=== Section Start ===
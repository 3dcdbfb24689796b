//! Cancellation for long-running role tasks.

use std::future::Future;
use std::sync::atomic::{AtomicBool, Ordering};
use std::sync::Arc;
use tokio::sync::Notify;

#[derive(Debug, Default)]
struct Inner {
    cancelled: AtomicBool,
    notify: Notify,
}

/// A shared, one-way cancellation flag.
///
/// Clones observe the same flag. Once cancelled it stays cancelled.
#[derive(Debug, Clone, Default)]
pub struct CancelFlag {
    inner: Arc<Inner>,
}

impl CancelFlag {
    /// Create an unset flag.
    pub fn new() -> Self {
        Self::default()
    }

    /// Set the flag and wake every waiter.
    pub fn cancel(&self) {
        self.inner.cancelled.store(true, Ordering::Release);
        self.inner.notify.notify_waiters();
    }

    /// Whether the flag is set.
    pub fn is_cancelled(&self) -> bool {
        self.inner.cancelled.load(Ordering::Acquire)
    }

    /// Complete once the flag is set.
    pub async fn cancelled(&self) {
        loop {
            let notified = self.inner.notify.notified();
            if self.is_cancelled() {
                return;
            }
            notified.await;
        }
    }
}

/// Race a future against cancellation. Returns `None` if cancelled first.
pub async fn race_with_cancellation<T, F>(fut: F, flag: &CancelFlag) -> Option<T>
where
    F: Future<Output = T>,
{
    tokio::select! {
        biased;
        _ = flag.cancelled() => None,
        value = fut => Some(value),
    }
}
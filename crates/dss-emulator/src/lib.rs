//! Controller and device protocol engines for the DSS acoustic-release link.
//!
//! Two roles talk over a byte [`Transport`]:
//!
//! - [`Controller`] (RC-RI) requests operations and tracks a
//!   [`ReleaseState`] from the reports it pulls back.
//! - [`Device`] (UDB) executes operations on background tasks, simulating
//!   latency, failures and sensor telemetry.
//!
//! Both are built on a [`ProtocolEngine`] and receive bytes through the
//! [`Role`] trait, either by calling [`Role::receive`] directly or by running
//! [`pump`] on a channel.
//!
//! ```no_run
//! use dss_emulator::{pump, ChannelTransport, Controller, Device, EmulatorConfig, TokioClock};
//! use std::sync::Arc;
//!
//! # async fn demo() -> dss_emulator::EmulatorResult<()> {
//! let config = EmulatorConfig::default();
//! let (rc, udb) = ChannelTransport::pair("RC-RI", "UDB");
//! let clock = Arc::new(TokioClock);
//! let controller = Controller::new(
//!     config.controller.clone(),
//!     &config.link,
//!     Arc::new(rc.transport),
//!     clock.clone(),
//! );
//! let device = Device::new(config.device.clone(), &config.link, Arc::new(udb.transport), clock)?;
//! tokio::spawn(pump(controller.clone(), rc.inbound));
//! tokio::spawn(pump(device.clone(), udb.inbound));
//!
//! controller.idle()?;
//! # Ok(())
//! # }
//! ```

mod cancel;
mod clock;
pub mod config;
mod controller;
mod device;
mod engine;
mod error;
mod events;
mod firmware;
mod history;
pub mod state;
mod telemetry;
mod transport;

pub use cancel::{race_with_cancellation, CancelFlag};
pub use clock::{Clock, ScaledClock, Sleep, TokioClock};
pub use config::{
    ControllerConfig, DetectionConfig, DeviceConfig, EmulatorConfig, LinkConfig,
    OperationTimings, TransferConfig,
};
pub use controller::{Controller, ControllerStatus};
pub use device::{Device, DeviceStatus};
pub use engine::{pump, ProtocolEngine, Role, MAX_SEQUENCE};
pub use error::{EmulatorError, EmulatorResult, TransferError};
pub use events::ControllerEvent;
pub use firmware::{FirmwareTransfer, Progress, TransferReport};
pub use history::{CommandHistory, HistoryDirection, HistoryRecord};
pub use state::{Alert, Operation, ReleaseState, Transition};
pub use telemetry::{SensorOverrides, SensorReadings};
pub use transport::{ChannelLink, ChannelTransport, LinkState, Transport};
=== Section End ===
• _Task brief_: Supply the number of lines above that contain the word "derive", and nothing else.

• _Output for this exercise_: 2